Esas normas de convivencia pública, son de dos tipos: unas escritas, reguladas legalmente; otras, no escritas, basadas en los buenos modales, la educación, el respeto, la cortesía que puede parecer una cursilería propia del siglo XIX…
Unas y otras son límites a la libertad individual, fronteras que marcan el espacio en el que empieza la libertad de los demás. Todos hemos oído alguna vez la expresión “mi libertad termina donde empieza la tuya”.
Respetar el contorno del “otro” facilita y mejora la vida en sociedad, ya sea en la familia, el trabajo, lugares públicos, transporte, la escuela, …
Los resultados de ese talante cívico se percibirán en el comportamiento diario de los ciudadanos: limpieza de calles y jardines; respeto al mobiliario urbano; uso correcto del transporte público; cómo se facilita la vida a las personas mayores o con dificultades de movilidad; en la seguridad, en la evitación del estruendo, tráfico, control de las mascotas y sus antisociales defecaciones, caminando sueltas o con correas que envuelven al peatón …
Añadamos, por el peligro que representan, a ciclistas y conductores de patinetes. Se ha facilitado y regulado su uso ―carriles exclusivos de doble sentido, limitación de la velocidad, uso de casco, seguro, prohibición de circular por zonas peatonales y de transporte de cosas o personas…― pero la simple observación permite constatar su sistemático incumplimiento.

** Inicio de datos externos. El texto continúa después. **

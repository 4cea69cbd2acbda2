use std::path::Path;

use console::style;
use serde::Serialize;

use exproc_core::{ExtractOutcome, MergeOutcome, RunReport};

use crate::cli::OutputFormat;

fn ok_line(msg: impl AsRef<str>) -> String {
    format!("{} {}", style("✔").green(), msg.as_ref())
}

fn skip_line(msg: impl AsRef<str>) -> String {
    format!("{} {}", style("!").yellow(), msg.as_ref())
}

fn path(p: &Path) -> String {
    style(p.display()).cyan().to_string()
}

fn print_json<T: Serialize>(value: &T) -> anyhow::Result<()> {
    println!("{}", serde_json::to_string_pretty(value)?);
    Ok(())
}

pub fn extract_lines(outcome: &ExtractOutcome) -> Vec<String> {
    match outcome {
        ExtractOutcome::SourceMissing { source } => {
            vec![skip_line(format!("File not found: {}", path(source)))]
        }
        ExtractOutcome::Written { dest, records } => vec![ok_line(format!(
            "Extracted {} records to {}",
            style(records).bold(),
            path(dest)
        ))],
    }
}

pub fn merge_lines(outcome: &MergeOutcome) -> Vec<String> {
    match outcome {
        MergeOutcome::MissingInputs { missing } => missing
            .iter()
            .map(|p| skip_line(format!("File not found: {}", path(p))))
            .collect(),
        MergeOutcome::Completed(report) => {
            let stats = &report.alignment;
            let mut lines = vec![ok_line(format!(
                "Merged {} rows up to timestamp {} to {}",
                style(report.merged_rows).bold(),
                stats.horizon,
                path(&report.merged_path)
            ))];
            if stats.server_duplicates + stats.loadgen_duplicates > 0 {
                lines.push(format!(
                    "  dropped duplicate timestamps: server {}, loadgen {}",
                    stats.server_duplicates, stats.loadgen_duplicates
                ));
            }
            if let Some(agg) = &report.aggregated {
                lines.push(ok_line(format!(
                    "Aggregated {} response-time groups, {} joined rows to {}",
                    agg.groups,
                    style(agg.rows).bold(),
                    path(&agg.path)
                )));
            }
            lines.extend(report.charts.iter().map(|c| ok_line(format!("Chart {}", path(c)))));
            lines
        }
    }
}

pub fn print_extract(outcome: &ExtractOutcome, output: &OutputFormat) -> anyhow::Result<()> {
    match output {
        OutputFormat::Json => print_json(outcome),
        OutputFormat::Text => {
            extract_lines(outcome).iter().for_each(|l| println!("{}", l));
            Ok(())
        }
    }
}

pub fn print_merge(outcome: &MergeOutcome, output: &OutputFormat) -> anyhow::Result<()> {
    match output {
        OutputFormat::Json => print_json(outcome),
        OutputFormat::Text => {
            merge_lines(outcome).iter().for_each(|l| println!("{}", l));
            Ok(())
        }
    }
}

pub fn print_run(report: &RunReport, output: &OutputFormat) -> anyhow::Result<()> {
    match output {
        OutputFormat::Json => print_json(report),
        OutputFormat::Text => {
            println!("Experiment {}", path(&report.experiment));
            extract_lines(&report.extract)
                .iter()
                .chain(merge_lines(&report.merge).iter())
                .for_each(|l| println!("{}", l));
            Ok(())
        }
    }
}
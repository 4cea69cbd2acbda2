use std::fs;
use std::path::{Path, PathBuf};

use regex::Regex;
use serde::Serialize;
use tracing::{debug, info, warn};

use crate::error::{Error, Result};

const MARKER: &str = "msg=";
const PAYLOAD_PATTERN: &str = r#"msg="([^"]+)""#;

pub const LOG_RECORD_COLUMNS: [&str; 6] = [
    "timestamp",
    "url",
    "method",
    "status",
    "response_time",
    "body_size",
];

/// One request line emitted by the load generator script.
///
/// Fields are kept as the literal text between commas; typing happens
/// downstream when the per-request table is aggregated.
#[derive(Debug, Clone, PartialEq, Eq, Serialize)]
pub struct LogRecord {
    pub timestamp: String,
    pub url: String,
    pub method: String,
    pub status: String,
    pub response_time: String,
    pub body_size: String,
}

impl LogRecord {
    fn from_payload(line: usize, payload: &str) -> Result<Self> {
        let parts: Vec<&str> = payload.split(',').collect();
        match parts.as_slice() {
            [timestamp, url, method, status, response_time, body_size] => Ok(LogRecord {
                timestamp: timestamp.to_string(),
                url: url.to_string(),
                method: method.to_string(),
                status: status.to_string(),
                response_time: response_time.to_string(),
                body_size: body_size.to_string(),
            }),
            _ => Err(Error::FieldCount {
                line,
                expected: LOG_RECORD_COLUMNS.len(),
                found: parts.len(),
            }),
        }
    }
}

#[derive(Debug, Clone, PartialEq, Eq, Serialize)]
#[serde(tag = "status", rename_all = "snake_case")]
pub enum ExtractOutcome {
    SourceMissing { source: PathBuf },
    Written { dest: PathBuf, records: usize },
}

pub struct Extractor {
    payload: Regex,
}

impl Extractor {
    pub fn new() -> Result<Self> {
        Ok(Self {
            payload: Regex::new(PAYLOAD_PATTERN)?,
        })
    }

    /// Lines without the `msg=` marker yield `None`. A marked line must carry
    /// a quoted payload of exactly six fields.
    pub fn parse_line(&self, line_no: usize, line: &str) -> Result<Option<LogRecord>> {
        if !line.contains(MARKER) {
            return Ok(None);
        }
        let payload = self
            .payload
            .captures(line)
            .and_then(|cap| cap.get(1))
            .ok_or(Error::MissingPayload { line: line_no })?;
        LogRecord::from_payload(line_no, payload.as_str()).map(Some)
    }

    pub fn parse_str(&self, content: &str) -> Result<Vec<LogRecord>> {
        let mut records = Vec::new();
        for (idx, line) in content.lines().enumerate() {
            if let Some(record) = self.parse_line(idx + 1, line)? {
                records.push(record);
            }
        }
        Ok(records)
    }
}

pub fn extract(source: &Path) -> Result<Vec<LogRecord>> {
    let content = fs::read_to_string(source)?;
    let records = Extractor::new()?.parse_str(&content)?;
    debug!(
        "Extracted {} records from {} lines of {}",
        records.len(),
        content.lines().count(),
        source.display()
    );
    Ok(records)
}

pub fn write(records: &[LogRecord], dest: &Path) -> Result<()> {
    if let Some(parent) = dest.parent()
        && !parent.as_os_str().is_empty()
    {
        fs::create_dir_all(parent)?;
    }
    let mut writer = csv::WriterBuilder::new()
        .has_headers(false)
        .from_path(dest)?;
    writer.write_record(LOG_RECORD_COLUMNS)?;
    for record in records {
        writer.serialize(record)?;
    }
    writer.flush()?;
    Ok(())
}

/// Missing source is not an error: the experiment may have been run without
/// per-request logging.
pub fn extract_to_csv(source: &Path, dest: &Path) -> Result<ExtractOutcome> {
    if !source.exists() {
        warn!("File not found: {}", source.display());
        return Ok(ExtractOutcome::SourceMissing {
            source: source.to_path_buf(),
        });
    }
    let records = extract(source)?;
    write(&records, dest)?;
    info!("Wrote {} records to {}", records.len(), dest.display());
    Ok(ExtractOutcome::Written {
        dest: dest.to_path_buf(),
        records: records.len(),
    })
}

Las normas escritas obligan a todos y prevén correctivos para el incumplimiento, pero el ser humano es frágil, olvidadizo, individualista, egoísta y con tendencia a pensar poco o nada en los otros. De ahí, que, además de regular, sea imprescindible el control del cumplimiento, sin que esto suponga una violación de la libertad individual, como muchos creen.
Esa vigilancia, disuasoria y punitiva, por las calles, a cargo de la policía local y nacional, ha disminuido notablemente en los últimos años. El resultado es el deterioro de los pequeños detalles de la vida diaria, que perturban la convivencia.
Regular, sin controlar el cumplimiento, suele degenerar en desprecio a las normas.
Además de estas reglas de convivencia escritas, existen las nacidas del sentido común, básicamente, del respeto y la educación.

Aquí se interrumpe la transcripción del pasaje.